As technology progressed, a draftsman could draw plans with CAD and could also keep system maps on CAD. Then, Geographical Information Systems (GIS) went beyond CAD and actually made pipes have properties like diameter and material. This made digital pipes smarter and helped support asset management, which also evolved from seat-of-the-pants judgment to reproducible, quantifiable processes. The link between GIS (or CAD) and hydraulic models moved modeling forward, eliminating the need for tedious data entry.
Analog telemetry systems that kept track of remote facilities have been around for a long time. However, converting them to digital Supervisory Control and Data Acquisition Systems (SCADA) has enabled this data to be used to support operational decision-making. Analog pen and ink recorders have been replaced by sophisticated digital displays, and databases can provide insights that analog charts couldn’t. Today Internet of Things (IoT) devices have brought new levels of capability and flexibility that are beyond SCADA in some instances.
One of the biggest operational costs for water systems was meter reading. It took a little longer than some of the other digital technologies, but now, Automated Meter Reading (AMR) has taken over the meter reading business feeding customer usage data back into the billing systems which started digitalization in the first place. After a few years, metering companies realized that they could get more from digital metering than just meter readings and moved on to Advanced Metering Infrastructure (AMI) to add more functionality. This has opened doors to big data in understanding customers.
Now and into the Future
So, nowadays, when someone says that we are “going digital,” they need to look around and realize the water industry isn’t going digital—it has gone digital.
Does this mean we are at the end of the digital revolution?
Hardly. We are just another step along the path of digitalization. Each of these digital technologies described above work well for what they were designed to do. But, like children not allowed to interact with others, those digital technologies didn’t learn to play well together either. Over time and one-by-one, interaction became encouraged, and the kids, er digital technologies, started having a lot more fun together.
Today, hydraulic models and GIS software can pass data back and forth. SCADA systems can provide the raw material for work orders. Each day, more impressive ways for these systems to collaborate are being advanced. And it’s the collaboration of these systems for the greater good that has taken on the name of “digital twins.” These systems not only contain data for their original, stated purpose, but now can behave like the original real-world system they were supposed to model—a true twin. Now they can support decision-making better than any single software system, and the real water system side of the twin can be built and operated better than ever.
And evolution is not over. Sharing data between digital systems is advancing at breakneck speed. Operations and maintenance personnel, who never thought they would use a computer in their job, are finding their work to be easier and more efficient with digital systems. Research and development teams from across the industry are investing heavily in digital technology. Even in a conservative industry like water, breakthroughs in technology seem to be happening daily. There is no end in sight.
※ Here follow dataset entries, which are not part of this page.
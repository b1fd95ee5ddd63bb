//! Smoother tuning parameters
//!
//! This module is the parameter source for the smoother: the four uncertainty knobs, the step
//! size, and the choice of degree-length scaling, together with their documented defaults. The
//! parameters can be built in code or read from a JSON, YAML or TOML file; missing fields fall
//! back to the defaults so a configuration file only needs to name what it overrides.
//!
//! ```toml
//! uncertainty_pos = 30.0
//! uncertainty_velo = 25.0
//! state_uncertainty_pos = 15.0
//! process_uncertainty = 1e-12
//! dt = 1.0
//!
//! [degree_scale]
//! model = "fixed"
//! lat_miles_per_degree = 69.0
//! lon_miles_per_degree = 53.0
//! ```

use serde::{Deserialize, Serialize};
use std::fs::File;
use std::io::{self, Read, Write};
use std::path::Path;

use crate::SmootherError;
use crate::earth::{LATITUDE_MILES_PER_DEGREE, LONGITUDE_MILES_PER_DEGREE, degree_lengths_miles};

/// Fastest speed, in feet per second, an athlete is assumed to plausibly move (a fast running
/// pace). Used as the default velocity uncertainty.
pub const MAX_PLAUSIBLE_SPEED_FT_PER_S: f64 = 25.0;
/// Number of standard deviations the maximum plausible speed is taken to span (three-sigma rule)
pub const VELOCITY_SIGMA_BOUND: f64 = 3.0;
/// Default initial positional uncertainty in feet
pub const DEFAULT_UNCERTAINTY_POS: f64 = 30.0;
/// Default initial velocity uncertainty in feet per second
pub const DEFAULT_UNCERTAINTY_VELO: f64 = MAX_PLAUSIBLE_SPEED_FT_PER_S;
/// Default measurement uncertainty in feet
pub const DEFAULT_STATE_UNCERTAINTY: f64 = 30.0;
/// Default process noise variance (squared degrees per step)
pub const DEFAULT_PROCESS_UNCERTAINTY: f64 = 1e-12;
/// Default time between observations
pub const DEFAULT_DT: f64 = 1.0;

/// How feet are converted into degrees of latitude and longitude.
#[derive(Clone, Copy, Debug, PartialEq, Serialize, Deserialize)]
#[serde(tag = "model", rename_all = "snake_case")]
pub enum DegreeScale {
    /// Constant miles-per-degree for each axis, independent of where the trace is
    Fixed {
        lat_miles_per_degree: f64,
        lon_miles_per_degree: f64,
    },
    /// Degree lengths from the WGS84 ellipsoid at the trace's reference latitude
    Ellipsoidal,
}

impl Default for DegreeScale {
    fn default() -> Self {
        DegreeScale::Fixed {
            lat_miles_per_degree: LATITUDE_MILES_PER_DEGREE,
            lon_miles_per_degree: LONGITUDE_MILES_PER_DEGREE,
        }
    }
}

impl DegreeScale {
    /// Miles spanned by one degree of (latitude, longitude) at `reference_latitude`.
    pub fn miles_per_degree(&self, reference_latitude: f64) -> Result<(f64, f64), SmootherError> {
        let (lat_miles, lon_miles) = match *self {
            DegreeScale::Fixed {
                lat_miles_per_degree,
                lon_miles_per_degree,
            } => (lat_miles_per_degree, lon_miles_per_degree),
            DegreeScale::Ellipsoidal => degree_lengths_miles(reference_latitude),
        };
        // A degree of longitude near the poles is too short to convert feet into
        if !(lat_miles.is_finite() && lat_miles > 0.0 && lon_miles.is_finite() && lon_miles > 1e-6)
        {
            return Err(SmootherError::invalid(format!(
                "degree lengths ({lat_miles} mi, {lon_miles} mi) at latitude {reference_latitude} are unusable"
            )));
        }
        Ok((lat_miles, lon_miles))
    }
}

fn default_uncertainty_pos() -> f64 {
    DEFAULT_UNCERTAINTY_POS
}
fn default_uncertainty_velo() -> f64 {
    DEFAULT_UNCERTAINTY_VELO
}
fn default_state_uncertainty() -> f64 {
    DEFAULT_STATE_UNCERTAINTY
}
fn default_process_uncertainty() -> f64 {
    DEFAULT_PROCESS_UNCERTAINTY
}
fn default_dt() -> f64 {
    DEFAULT_DT
}

/// Tuning parameters of one smoothing run.
#[derive(Clone, Debug, PartialEq, Serialize, Deserialize)]
pub struct SmootherParameters {
    /// Initial positional uncertainty, feet
    #[serde(default = "default_uncertainty_pos")]
    pub uncertainty_pos: f64,
    /// Initial velocity uncertainty, feet per second. Interpreted as the maximum plausible speed
    /// and divided by [VELOCITY_SIGMA_BOUND] to get a standard deviation.
    #[serde(default = "default_uncertainty_velo")]
    pub uncertainty_velo: f64,
    /// Measurement uncertainty of each GPS fix, feet
    #[serde(default = "default_state_uncertainty")]
    pub state_uncertainty_pos: f64,
    /// Process noise variance of the discrete white-noise acceleration model
    #[serde(default = "default_process_uncertainty")]
    pub process_uncertainty: f64,
    /// Time between consecutive observations
    #[serde(default = "default_dt")]
    pub dt: f64,
    #[serde(default)]
    pub degree_scale: DegreeScale,
}

impl Default for SmootherParameters {
    fn default() -> Self {
        SmootherParameters {
            uncertainty_pos: DEFAULT_UNCERTAINTY_POS,
            uncertainty_velo: DEFAULT_UNCERTAINTY_VELO,
            state_uncertainty_pos: DEFAULT_STATE_UNCERTAINTY,
            process_uncertainty: DEFAULT_PROCESS_UNCERTAINTY,
            dt: DEFAULT_DT,
            degree_scale: DegreeScale::default(),
        }
    }
}

impl SmootherParameters {
    pub fn new(
        uncertainty_pos: f64,
        uncertainty_velo: f64,
        state_uncertainty_pos: f64,
        process_uncertainty: f64,
    ) -> Self {
        SmootherParameters {
            uncertainty_pos,
            uncertainty_velo,
            state_uncertainty_pos,
            process_uncertainty,
            ..Default::default()
        }
    }

    pub fn with_dt(mut self, dt: f64) -> Self {
        self.dt = dt;
        self
    }

    pub fn with_degree_scale(mut self, degree_scale: DegreeScale) -> Self {
        self.degree_scale = degree_scale;
        self
    }

    /// Reject non-positive or non-finite parameters.
    pub fn validate(&self) -> Result<(), SmootherError> {
        let named = [
            ("uncertainty_pos", self.uncertainty_pos),
            ("uncertainty_velo", self.uncertainty_velo),
            ("state_uncertainty_pos", self.state_uncertainty_pos),
            ("process_uncertainty", self.process_uncertainty),
            ("dt", self.dt),
        ];
        for (name, value) in named {
            if !(value.is_finite() && value > 0.0) {
                return Err(SmootherError::invalid(format!(
                    "{name} must be finite and positive, got {value}"
                )));
            }
        }
        if let DegreeScale::Fixed {
            lat_miles_per_degree,
            lon_miles_per_degree,
        } = self.degree_scale
        {
            if !(lat_miles_per_degree.is_finite()
                && lat_miles_per_degree > 0.0
                && lon_miles_per_degree.is_finite()
                && lon_miles_per_degree > 0.0)
            {
                return Err(SmootherError::invalid(
                    "fixed degree scale needs positive miles per degree",
                ));
            }
        }
        Ok(())
    }

    /// Write the parameters to a JSON file (pretty-printed).
    pub fn to_json<P: AsRef<Path>>(&self, path: P) -> io::Result<()> {
        let file = File::create(path)?;
        serde_json::to_writer_pretty(file, self).map_err(io::Error::other)
    }

    /// Read the parameters from a JSON file.
    pub fn from_json<P: AsRef<Path>>(path: P) -> io::Result<Self> {
        let file = File::open(path)?;
        serde_json::from_reader(file).map_err(io::Error::other)
    }
    /// Write the parameters as YAML.
    pub fn to_yaml<P: AsRef<Path>>(&self, path: P) -> io::Result<()> {
        let mut file = File::create(path)?;
        let s = serde_yaml::to_string(self).map_err(io::Error::other)?;
        file.write_all(s.as_bytes())
    }

    /// Read the parameters from YAML.
    pub fn from_yaml<P: AsRef<Path>>(path: P) -> io::Result<Self> {
        let file = File::open(path)?;
        serde_yaml::from_reader(file).map_err(io::Error::other)
    }
    /// Write the parameters as TOML.
    pub fn to_toml<P: AsRef<Path>>(&self, path: P) -> io::Result<()> {
        let mut file = File::create(path)?;
        let s = toml::to_string(self).map_err(io::Error::other)?;
        file.write_all(s.as_bytes())
    }
    /// Read the parameters from TOML.
    pub fn from_toml<P: AsRef<Path>>(path: P) -> io::Result<Self> {
        let mut s = String::new();
        let mut file = File::open(path)?;
        file.read_to_string(&mut s)?;
        toml::from_str(&s).map_err(io::Error::other)
    }
    /// Generic write: choose format by file extension (.json/.yaml/.yml/.toml)
    pub fn to_file<P: AsRef<Path>>(&self, path: P) -> io::Result<()> {
        let p = path.as_ref();
        match extension(p).as_deref() {
            Some("json") => self.to_json(p),
            Some("yaml") | Some("yml") => self.to_yaml(p),
            Some("toml") => self.to_toml(p),
            _ => Err(io::Error::new(
                io::ErrorKind::InvalidInput,
                "unsupported file extension",
            )),
        }
    }
    /// Generic read: choose format by file extension (.json/.yaml/.yml/.toml)
    pub fn from_file<P: AsRef<Path>>(path: P) -> io::Result<Self> {
        let p = path.as_ref();
        match extension(p).as_deref() {
            Some("json") => Self::from_json(p),
            Some("yaml") | Some("yml") => Self::from_yaml(p),
            Some("toml") => Self::from_toml(p),
            _ => Err(io::Error::new(
                io::ErrorKind::InvalidInput,
                "unsupported file extension",
            )),
        }
    }
}

pub(crate) fn extension(path: &Path) -> Option<String> {
    path.extension()
        .and_then(|s| s.to_str())
        .map(|s| s.to_lowercase())
}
According to Alireza Parhami from DC Water, “In my nearly 20 years of practice as a Hydraulic Modeling Engineer, I have seen firsthand how the advent of IoT and the availability of abundant data shifted the industry from making operational decisions either proactively or using the limited dataset to how to best utilize and leverage the data-rich ecosystem that Water Utilities have access to. Digital Twinning is the vehicle that paves the way and provides endless data-driven decision-making opportunities to the Operations and Engineering staff to mitigate risks, optimally operate the assets and provide superior customer experience to their customers.”